-- HOW TO COMPLETE THIS TASK --
Among the entries below, please repeat exactly and only the lines from the line containing "assert_eq!(own.arity, Arity::OptionalScalar);" to the line containing "use log::info;", both lines included.

(Extracted records)
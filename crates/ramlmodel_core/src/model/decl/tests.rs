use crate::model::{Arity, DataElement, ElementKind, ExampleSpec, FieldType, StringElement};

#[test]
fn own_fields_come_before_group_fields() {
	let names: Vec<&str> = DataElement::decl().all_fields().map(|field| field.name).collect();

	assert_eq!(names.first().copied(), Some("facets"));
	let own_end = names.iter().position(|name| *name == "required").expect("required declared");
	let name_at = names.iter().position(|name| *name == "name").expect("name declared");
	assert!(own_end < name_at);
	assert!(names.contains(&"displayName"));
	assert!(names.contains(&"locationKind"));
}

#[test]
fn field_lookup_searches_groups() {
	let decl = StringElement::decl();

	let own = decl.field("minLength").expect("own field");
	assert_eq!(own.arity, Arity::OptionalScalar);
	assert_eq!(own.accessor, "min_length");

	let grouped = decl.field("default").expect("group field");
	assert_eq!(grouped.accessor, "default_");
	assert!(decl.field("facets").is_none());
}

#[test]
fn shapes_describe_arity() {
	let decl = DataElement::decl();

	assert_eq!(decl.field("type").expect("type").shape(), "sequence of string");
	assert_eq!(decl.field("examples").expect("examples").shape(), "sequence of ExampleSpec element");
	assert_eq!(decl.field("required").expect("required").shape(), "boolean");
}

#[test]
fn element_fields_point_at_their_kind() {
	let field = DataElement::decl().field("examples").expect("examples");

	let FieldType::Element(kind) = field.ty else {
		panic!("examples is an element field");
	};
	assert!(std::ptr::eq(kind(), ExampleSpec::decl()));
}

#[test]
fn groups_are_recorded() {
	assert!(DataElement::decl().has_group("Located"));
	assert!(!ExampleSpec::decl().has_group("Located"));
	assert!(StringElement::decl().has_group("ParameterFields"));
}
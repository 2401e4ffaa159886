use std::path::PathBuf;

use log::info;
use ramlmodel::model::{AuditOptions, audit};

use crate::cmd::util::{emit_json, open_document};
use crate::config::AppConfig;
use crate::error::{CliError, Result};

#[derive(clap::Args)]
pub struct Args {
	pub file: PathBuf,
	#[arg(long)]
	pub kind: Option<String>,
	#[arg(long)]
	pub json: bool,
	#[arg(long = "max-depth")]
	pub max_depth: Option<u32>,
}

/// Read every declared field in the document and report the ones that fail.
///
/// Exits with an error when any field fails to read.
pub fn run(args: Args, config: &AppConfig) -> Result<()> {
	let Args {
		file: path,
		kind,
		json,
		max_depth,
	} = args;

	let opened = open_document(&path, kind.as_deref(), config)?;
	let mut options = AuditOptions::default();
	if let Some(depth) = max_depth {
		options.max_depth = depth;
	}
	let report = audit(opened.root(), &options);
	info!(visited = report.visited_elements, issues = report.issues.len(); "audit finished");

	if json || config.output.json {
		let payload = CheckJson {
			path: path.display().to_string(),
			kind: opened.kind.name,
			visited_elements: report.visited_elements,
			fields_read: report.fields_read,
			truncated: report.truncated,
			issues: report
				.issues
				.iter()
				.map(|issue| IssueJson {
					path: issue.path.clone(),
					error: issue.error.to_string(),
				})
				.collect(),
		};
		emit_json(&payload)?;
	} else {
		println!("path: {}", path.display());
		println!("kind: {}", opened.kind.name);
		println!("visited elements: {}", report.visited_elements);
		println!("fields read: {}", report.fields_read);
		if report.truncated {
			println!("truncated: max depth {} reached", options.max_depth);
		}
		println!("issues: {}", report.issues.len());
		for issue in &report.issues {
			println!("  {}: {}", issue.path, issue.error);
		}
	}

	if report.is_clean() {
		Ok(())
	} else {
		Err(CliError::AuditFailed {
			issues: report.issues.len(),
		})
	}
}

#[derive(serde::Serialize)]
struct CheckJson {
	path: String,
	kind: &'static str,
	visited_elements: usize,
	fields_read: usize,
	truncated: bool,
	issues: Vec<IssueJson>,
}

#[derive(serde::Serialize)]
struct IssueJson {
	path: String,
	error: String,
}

-- WRITTEN RESPONSE --
	assert_eq!(own.arity, Arity::OptionalScalar);
	assert_eq!(own.accessor, "min_length");

	let grouped = decl.field("default").expect("group field");
	assert_eq!(grouped.accessor, "default_");
	assert!(decl.field("facets").is_none());
}

#[test]
fn shapes_describe_arity() {
	let decl = DataElement::decl();

	assert_eq!(decl.field("type").expect("type").shape(), "sequence of string");
	assert_eq!(decl.field("examples").expect("examples").shape(), "sequence of ExampleSpec element");
	assert_eq!(decl.field("required").expect("required").shape(), "boolean");
}

#[test]
fn element_fields_point_at_their_kind() {
	let field = DataElement::decl().field("examples").expect("examples");

	let FieldType::Element(kind) = field.ty else {
		panic!("examples is an element field");
	};
	assert!(std::ptr::eq(kind(), ExampleSpec::decl()));
}

#[test]
fn groups_are_recorded() {
	assert!(DataElement::decl().has_group("Located"));
	assert!(!ExampleSpec::decl().has_group("Located"));
	assert!(StringElement::decl().has_group("ParameterFields"));
}
repository 2401e4ffaa159886
use std::path::PathBuf;

use log::info;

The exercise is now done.